At Community Care Live, you can attend an expert training session on putting attachment theory into practice and its role in supporting a safe, nurturing environment for children.
Recovery and treatment.
It can be challenging for carers to take on board that recovery from trauma happens at the child’s pace. A permanent foster carer I have been visiting for a few months consistently tells me that another week has passed and the young person they care for is still hoarding food.
Every week, I suggest that the core beliefs of a child who has not been reliably provided with food are more likely to shift with reassurance that food is available rather than bolting up the food cupboard.
We are hardwired to survive and the strategies we adopt to keep us safe stick around even when trauma stops. This may be what’s happening when seemingly out-of-context behaviours appear to point to other explanations such as autism.
Autism spectrum disorders are often defined behaviourally – for example, individuals may have different combinations of impaired social communication, difficulties with coping with change or empathising. However these behaviours overlap with other diagnoses and ‘formulations’ – a term used to describe the assessment of past and present factors that contribute to an individual’s presentation. I use formulation to explore hypotheses about what children may have learnt about how worthy and how safe they are as well as underlying differences such as autism.
One of the first things I say in care team meetings is diagnosis is no magic wand. There are no pots of financial support waiting once a label is confirmed. It is closely followed by saying that ‘autism-friendly’ strategies don’t hurt anyone and can be implemented even without the label.
Ideas such as using visual prompts to aid communication can be useful to young people in heightened post-traumatic states of anxiety, for example.
Or using simple, factual language to gently remind young people about what they have done, what they are doing and what is happening next. This can reduce anxiety and ground young people who are managing a lot of wobbly feelings about fundamental things such as who will look after them even if they ‘know’ that this is now secure.

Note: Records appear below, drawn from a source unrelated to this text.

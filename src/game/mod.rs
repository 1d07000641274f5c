//! Gamified practice simulator
//!
//! The progression engine: scoring, XP and levels, daily streaks, badge
//! unlocks and reminder scheduling, all as pure functions over one
//! [`ProgressRecord`]. Callers load the record, apply an operation, persist
//! the returned record, and render the returned events.

mod badges;
mod engine;
mod levels;
mod progress;
mod reminders;
mod scenarios;
mod streak;

pub use badges::{newly_earned, Badge, BadgeId, Requirement, BADGES};
pub use engine::{apply_choice, reset, ChoiceOutcome, EngineError, ProgressEvent};
pub use levels::{level_for_xp, xp_gain, xp_into_level, xp_to_next_level, XP_PER_LEVEL};
pub use progress::{NotifPermission, ProgressRecord, ReminderFrequency, ReminderSettings};
pub use reminders::{check_due, period_ms, reschedule_if_needed, set_frequency, snooze};
pub use scenarios::{next_scenario, Choice, Scenario, SCENARIOS};
pub use streak::{epoch_day, relate, DayRelation, DAY_MS};
//! Scenario catalog and selection
//!
//! Six fixed clinical-encounter prompts, three scripted responses each. The
//! catalog is compiled in and never edited by users.

use std::collections::BTreeSet;

use rand::seq::SliceRandom;
use rand::Rng;

/// One scripted response to a scenario.
#[derive(Debug, Clone, Copy)]
pub struct Choice {
    pub text: &'static str,
    /// Point delta applied to the score, -1..2.
    pub delta: i8,
    pub feedback: &'static str,
}

/// A fixed clinical-encounter prompt with three scripted responses.
#[derive(Debug, Clone, Copy)]
pub struct Scenario {
    pub id: &'static str,
    pub prompt: &'static str,
    pub choices: [Choice; 3],
}

/// All practice scenarios.
pub static SCENARIOS: &[Scenario] = &[
    Scenario {
        id: "s1",
        prompt: "Clinician: \"It is probably just stress. Let us not overreact.\" You have had recurrent chest pain with palpitations.",
        choices: [
            Choice {
                text: "Describe a concrete episode with duration and impact, and request a specific test.",
                delta: 2,
                feedback: "Specifics and a clear ask increase the chance of action.",
            },
            Choice {
                text: "Say you will wait it out and come back later.",
                delta: -1,
                feedback: "Delays can prolong harm when red flags exist.",
            },
            Choice {
                text: "Repeat that it feels serious, without details.",
                delta: 0,
                feedback: "Feelings matter, and pairing them with concrete data is stronger.",
            },
        ],
    },
    Scenario {
        id: "s2",
        prompt: "Clinician: \"You are too young for heart issues.\" You had a fainting episode last week.",
        choices: [
            Choice {
                text: "State your risk factors and ask for an EKG referral.",
                delta: 2,
                feedback: "Naming risks plus a specific test is assertive and reasonable.",
            },
            Choice {
                text: "Ask if drinking more water will fix it.",
                delta: -1,
                feedback: "Hydration can help some issues but does not exclude cardiac causes.",
            },
            Choice {
                text: "Request documentation that concerns were raised and declined.",
                delta: 1,
                feedback: "Creating a paper trail can prompt reconsideration.",
            },
        ],
    },
    Scenario {
        id: "s3",
        prompt: "Clinician: \"Maybe you are just sensitive.\"",
        choices: [
            Choice {
                text: "Share symptom logs with timestamps and severity, and ask to review patterns.",
                delta: 2,
                feedback: "Evidence counters minimization.",
            },
            Choice {
                text: "Stay silent to avoid conflict.",
                delta: -1,
                feedback: "Silence can be interpreted as acceptance.",
            },
            Choice {
                text: "Ask to speak with a different provider or patient advocate.",
                delta: 1,
                feedback: "Escalation pathways exist; using them is valid.",
            },
        ],
    },
    Scenario {
        id: "s4",
        prompt: "Clinician interrupts you repeatedly.",
        choices: [
            Choice {
                text: "Calmly say you want two uninterrupted minutes to summarize key symptoms.",
                delta: 2,
                feedback: "Setting boundaries can improve information flow.",
            },
            Choice {
                text: "Talk faster and accept interruptions.",
                delta: -1,
                feedback: "Important details may be missed.",
            },
            Choice {
                text: "Hand over a written one-page summary.",
                delta: 1,
                feedback: "Structured summaries can help when time is tight.",
            },
        ],
    },
    Scenario {
        id: "s5",
        prompt: "Clinician: \"Online forums exaggerate.\" You have found many similar cases.",
        choices: [
            Choice {
                text: "Cite a guideline or study and ask how your case fits it.",
                delta: 2,
                feedback: "Grounding in literature reframes the discussion.",
            },
            Choice {
                text: "Argue about social media credibility.",
                delta: 0,
                feedback: "It may not move the clinical plan.",
            },
            Choice {
                text: "Ask for a second opinion referral.",
                delta: 1,
                feedback: "Getting fresh eyes can help.",
            },
        ],
    },
    Scenario {
        id: "s6",
        prompt: "Discharge plan omits your primary concern.",
        choices: [
            Choice {
                text: "Request the concern be added to the discharge summary.",
                delta: 1,
                feedback: "Documentation matters for continuity.",
            },
            Choice {
                text: "Accept the plan unchanged.",
                delta: -1,
                feedback: "Unaddressed concerns can persist.",
            },
            Choice {
                text: "Ask for clear return precautions and thresholds.",
                delta: 2,
                feedback: "Knowing when to return can prevent harm.",
            },
        ],
    },
];

impl Scenario {
    /// Look up a scenario by id.
    pub fn get(id: &str) -> Option<&'static Scenario> {
        SCENARIOS.iter().find(|s| s.id == id)
    }

    /// Total number of scenarios in the catalog.
    pub fn total_count() -> usize {
        SCENARIOS.len()
    }

    /// The highest point delta among this scenario's choices.
    pub fn best_delta(&self) -> i8 {
        self.choices.iter().map(|c| c.delta).max().unwrap_or(0)
    }
}

/// Pick a scenario uniformly at random among those not yet played.
///
/// Returns `None` once every scenario has been played - a terminal state for
/// the current play-through until the record is reset.
pub fn next_scenario<R: Rng + ?Sized>(
    played: &BTreeSet<String>,
    rng: &mut R,
) -> Option<&'static Scenario> {
    let pool: Vec<&'static Scenario> = SCENARIOS
        .iter()
        .filter(|s| !played.contains(s.id))
        .collect();
    pool.choose(rng).copied()
}

#[cfg(test)]
mod tests {
    use super::*;
    use rand::rngs::StdRng;
    use rand::SeedableRng;

    #[test]
    fn test_catalog_lookup() {
        assert_eq!(Scenario::get("s3").unwrap().id, "s3");
        assert!(Scenario::get("nope").is_none());
        assert_eq!(Scenario::total_count(), 6);
    }

    #[test]
    fn test_every_scenario_has_a_best_choice() {
        for s in SCENARIOS {
            assert_eq!(s.best_delta(), 2, "scenario {}", s.id);
        }
    }

    #[test]
    fn test_next_scenario_skips_played() {
        let mut rng = StdRng::seed_from_u64(7);
        let played: BTreeSet<String> = ["s1", "s2", "s3", "s4", "s5"]
            .iter()
            .map(|s| s.to_string())
            .collect();
        for _ in 0..20 {
            let s = next_scenario(&played, &mut rng).unwrap();
            assert_eq!(s.id, "s6");
        }
    }

    #[test]
    fn test_next_scenario_exhausted() {
        let mut rng = StdRng::seed_from_u64(7);
        let played: BTreeSet<String> = SCENARIOS.iter().map(|s| s.id.to_string()).collect();
        assert!(next_scenario(&played, &mut rng).is_none());
    }
}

Honouring the strategies young people have adopted to help themselves feel safe is often useful (although harm minimisation may be needed). However, if a young person is opting out of activities, then this may be communicating rising anxiety levels or a struggle to contain their muddled feelings.
‘Wondering’ with them if they are feeling sad or angry can provide a script for children to express themselves, whilst giving them the message that their feelings are accepted.
Empathy goes a long way. While it is important that we always keep in mind both the fact that autism and attachment difficulties due to trauma can present in similar ways and the complexities that arise where young people with autism have experienced trauma, I’ve learnt that thinking empathetically about how I use my ‘toolbox’ can help tailor support for young people.
Relationship-based recovery from trauma takes time and being ‘autism friendly’ whether there is a diagnosis or not often helps.